*RECORDS FOR THE EXERCISE*:
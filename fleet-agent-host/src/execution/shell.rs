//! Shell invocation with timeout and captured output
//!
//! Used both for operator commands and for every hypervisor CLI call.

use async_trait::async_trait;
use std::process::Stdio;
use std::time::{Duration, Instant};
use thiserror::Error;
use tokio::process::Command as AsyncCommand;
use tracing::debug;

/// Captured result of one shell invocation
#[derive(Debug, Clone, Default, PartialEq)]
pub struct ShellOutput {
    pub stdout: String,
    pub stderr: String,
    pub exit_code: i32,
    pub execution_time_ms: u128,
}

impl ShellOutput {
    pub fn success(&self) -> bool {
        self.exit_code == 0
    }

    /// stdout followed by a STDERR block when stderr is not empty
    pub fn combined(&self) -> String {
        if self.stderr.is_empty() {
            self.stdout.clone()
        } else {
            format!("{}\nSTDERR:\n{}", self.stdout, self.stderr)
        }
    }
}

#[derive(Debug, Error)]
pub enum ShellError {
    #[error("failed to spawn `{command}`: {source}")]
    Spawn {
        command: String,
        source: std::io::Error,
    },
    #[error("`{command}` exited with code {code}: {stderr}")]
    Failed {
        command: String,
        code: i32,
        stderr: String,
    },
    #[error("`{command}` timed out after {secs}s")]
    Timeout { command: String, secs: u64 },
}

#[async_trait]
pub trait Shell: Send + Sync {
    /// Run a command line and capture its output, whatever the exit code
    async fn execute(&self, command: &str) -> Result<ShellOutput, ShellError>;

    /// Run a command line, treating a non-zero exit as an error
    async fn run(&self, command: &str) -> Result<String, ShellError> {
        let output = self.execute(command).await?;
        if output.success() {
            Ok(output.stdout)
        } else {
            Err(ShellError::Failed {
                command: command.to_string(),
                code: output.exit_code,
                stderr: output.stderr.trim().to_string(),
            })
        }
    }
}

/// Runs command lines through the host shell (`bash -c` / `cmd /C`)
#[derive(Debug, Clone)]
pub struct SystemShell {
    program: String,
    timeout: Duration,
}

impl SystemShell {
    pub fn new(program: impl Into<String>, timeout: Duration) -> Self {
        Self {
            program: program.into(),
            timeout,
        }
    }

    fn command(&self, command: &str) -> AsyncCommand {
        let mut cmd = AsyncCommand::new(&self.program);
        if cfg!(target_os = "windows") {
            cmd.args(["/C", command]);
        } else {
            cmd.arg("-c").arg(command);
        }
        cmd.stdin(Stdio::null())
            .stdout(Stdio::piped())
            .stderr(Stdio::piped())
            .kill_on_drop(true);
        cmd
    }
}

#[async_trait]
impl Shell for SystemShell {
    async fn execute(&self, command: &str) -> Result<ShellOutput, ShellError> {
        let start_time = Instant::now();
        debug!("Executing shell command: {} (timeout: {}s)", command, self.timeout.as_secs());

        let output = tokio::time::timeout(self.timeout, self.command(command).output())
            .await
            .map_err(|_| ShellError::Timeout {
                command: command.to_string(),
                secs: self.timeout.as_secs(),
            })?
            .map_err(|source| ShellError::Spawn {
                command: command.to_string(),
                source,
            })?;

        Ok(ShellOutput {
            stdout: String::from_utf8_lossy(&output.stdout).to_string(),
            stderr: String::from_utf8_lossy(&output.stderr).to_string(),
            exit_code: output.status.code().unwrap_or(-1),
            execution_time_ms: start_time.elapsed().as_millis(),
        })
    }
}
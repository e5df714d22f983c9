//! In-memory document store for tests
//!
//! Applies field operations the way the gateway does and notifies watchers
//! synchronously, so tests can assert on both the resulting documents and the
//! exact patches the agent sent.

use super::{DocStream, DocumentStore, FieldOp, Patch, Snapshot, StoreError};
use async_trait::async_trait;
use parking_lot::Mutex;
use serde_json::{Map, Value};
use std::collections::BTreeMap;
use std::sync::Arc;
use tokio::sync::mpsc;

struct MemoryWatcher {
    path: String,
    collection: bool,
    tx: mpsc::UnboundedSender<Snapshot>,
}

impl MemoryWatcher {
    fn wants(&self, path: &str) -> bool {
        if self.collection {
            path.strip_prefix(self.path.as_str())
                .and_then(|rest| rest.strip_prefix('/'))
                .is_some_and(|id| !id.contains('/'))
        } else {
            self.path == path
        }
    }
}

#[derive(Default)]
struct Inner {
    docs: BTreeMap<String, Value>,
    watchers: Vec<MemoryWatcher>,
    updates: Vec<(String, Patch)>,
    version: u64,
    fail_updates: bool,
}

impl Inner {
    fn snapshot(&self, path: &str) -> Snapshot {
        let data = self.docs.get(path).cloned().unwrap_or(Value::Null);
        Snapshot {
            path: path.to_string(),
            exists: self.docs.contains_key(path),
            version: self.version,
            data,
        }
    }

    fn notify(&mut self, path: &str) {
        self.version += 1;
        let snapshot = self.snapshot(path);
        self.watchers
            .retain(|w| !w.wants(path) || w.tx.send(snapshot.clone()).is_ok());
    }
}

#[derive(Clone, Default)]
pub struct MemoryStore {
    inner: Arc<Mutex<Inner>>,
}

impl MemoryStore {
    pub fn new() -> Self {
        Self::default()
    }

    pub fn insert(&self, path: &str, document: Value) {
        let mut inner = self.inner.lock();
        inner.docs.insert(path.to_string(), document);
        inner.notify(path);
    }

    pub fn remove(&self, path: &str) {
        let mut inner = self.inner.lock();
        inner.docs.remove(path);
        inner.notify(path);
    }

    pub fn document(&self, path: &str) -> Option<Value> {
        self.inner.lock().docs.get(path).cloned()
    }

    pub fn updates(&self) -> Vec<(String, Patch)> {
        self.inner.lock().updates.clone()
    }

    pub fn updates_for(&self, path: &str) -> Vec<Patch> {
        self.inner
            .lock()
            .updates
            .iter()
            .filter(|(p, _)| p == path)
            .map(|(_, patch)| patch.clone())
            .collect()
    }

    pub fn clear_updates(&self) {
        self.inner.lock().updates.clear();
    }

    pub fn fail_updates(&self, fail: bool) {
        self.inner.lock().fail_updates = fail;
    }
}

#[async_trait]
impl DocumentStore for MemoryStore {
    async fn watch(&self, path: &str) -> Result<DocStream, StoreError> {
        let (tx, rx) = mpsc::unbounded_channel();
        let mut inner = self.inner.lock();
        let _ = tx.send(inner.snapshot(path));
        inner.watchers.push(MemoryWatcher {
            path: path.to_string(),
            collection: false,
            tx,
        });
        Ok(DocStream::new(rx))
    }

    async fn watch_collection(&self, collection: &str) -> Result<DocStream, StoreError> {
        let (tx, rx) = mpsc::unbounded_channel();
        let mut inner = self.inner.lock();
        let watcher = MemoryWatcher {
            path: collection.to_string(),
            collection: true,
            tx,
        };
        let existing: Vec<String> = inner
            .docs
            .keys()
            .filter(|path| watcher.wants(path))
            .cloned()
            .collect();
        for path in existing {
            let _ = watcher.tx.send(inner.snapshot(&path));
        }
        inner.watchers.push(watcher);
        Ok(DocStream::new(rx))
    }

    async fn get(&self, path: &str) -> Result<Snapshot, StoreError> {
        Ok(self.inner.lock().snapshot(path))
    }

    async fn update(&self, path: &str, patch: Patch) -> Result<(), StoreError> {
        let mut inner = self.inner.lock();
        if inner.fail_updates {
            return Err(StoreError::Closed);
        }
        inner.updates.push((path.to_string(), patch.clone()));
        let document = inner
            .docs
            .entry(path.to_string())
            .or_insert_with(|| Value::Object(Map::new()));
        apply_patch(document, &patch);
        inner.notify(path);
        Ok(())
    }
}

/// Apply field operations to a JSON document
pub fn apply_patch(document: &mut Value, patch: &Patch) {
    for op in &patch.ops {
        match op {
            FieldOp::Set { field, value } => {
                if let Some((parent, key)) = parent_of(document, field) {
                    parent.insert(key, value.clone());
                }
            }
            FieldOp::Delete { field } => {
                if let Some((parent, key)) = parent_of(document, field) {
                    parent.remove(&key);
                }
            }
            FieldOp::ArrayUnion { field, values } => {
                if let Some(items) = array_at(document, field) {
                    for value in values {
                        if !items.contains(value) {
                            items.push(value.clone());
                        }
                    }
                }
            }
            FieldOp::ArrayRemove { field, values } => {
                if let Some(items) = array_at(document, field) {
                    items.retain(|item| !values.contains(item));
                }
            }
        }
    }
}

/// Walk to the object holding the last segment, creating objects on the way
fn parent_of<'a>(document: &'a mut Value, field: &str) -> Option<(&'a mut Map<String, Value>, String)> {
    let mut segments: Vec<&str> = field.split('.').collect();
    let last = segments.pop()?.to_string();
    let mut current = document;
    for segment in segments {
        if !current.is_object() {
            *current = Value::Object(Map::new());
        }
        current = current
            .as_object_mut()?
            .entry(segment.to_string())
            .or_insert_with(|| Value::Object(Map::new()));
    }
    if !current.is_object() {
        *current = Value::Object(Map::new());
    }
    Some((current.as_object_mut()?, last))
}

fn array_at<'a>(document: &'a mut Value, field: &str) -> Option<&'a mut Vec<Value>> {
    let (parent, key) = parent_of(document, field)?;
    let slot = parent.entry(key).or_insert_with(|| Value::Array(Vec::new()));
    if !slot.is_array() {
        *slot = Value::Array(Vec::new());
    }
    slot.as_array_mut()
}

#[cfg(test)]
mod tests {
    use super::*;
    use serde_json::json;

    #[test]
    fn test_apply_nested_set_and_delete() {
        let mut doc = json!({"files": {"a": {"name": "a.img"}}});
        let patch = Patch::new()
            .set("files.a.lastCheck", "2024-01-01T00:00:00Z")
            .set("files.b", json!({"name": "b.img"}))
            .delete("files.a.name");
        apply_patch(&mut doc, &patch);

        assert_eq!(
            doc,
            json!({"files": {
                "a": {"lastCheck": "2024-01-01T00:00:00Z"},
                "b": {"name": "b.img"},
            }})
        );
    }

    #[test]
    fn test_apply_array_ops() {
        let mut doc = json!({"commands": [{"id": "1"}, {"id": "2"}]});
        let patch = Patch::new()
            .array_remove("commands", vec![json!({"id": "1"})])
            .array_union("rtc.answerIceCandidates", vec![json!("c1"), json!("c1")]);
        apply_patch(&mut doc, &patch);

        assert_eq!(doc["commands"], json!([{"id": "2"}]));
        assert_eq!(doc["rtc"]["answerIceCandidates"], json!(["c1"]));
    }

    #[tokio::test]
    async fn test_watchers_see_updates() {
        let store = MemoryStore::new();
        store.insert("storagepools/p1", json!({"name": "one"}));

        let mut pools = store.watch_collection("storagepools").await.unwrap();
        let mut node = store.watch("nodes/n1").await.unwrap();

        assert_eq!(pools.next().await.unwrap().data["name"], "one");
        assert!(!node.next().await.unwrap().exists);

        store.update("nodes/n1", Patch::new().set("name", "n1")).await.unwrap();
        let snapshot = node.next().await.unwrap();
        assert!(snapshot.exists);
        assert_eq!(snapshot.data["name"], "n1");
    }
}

*EXERCISE REQUIREMENTS*:
The lines to show are those in the data above that include "piped".

*RESULT OF THE TASK*:
            .stdout(Stdio::piped())
            .stderr(Stdio::piped())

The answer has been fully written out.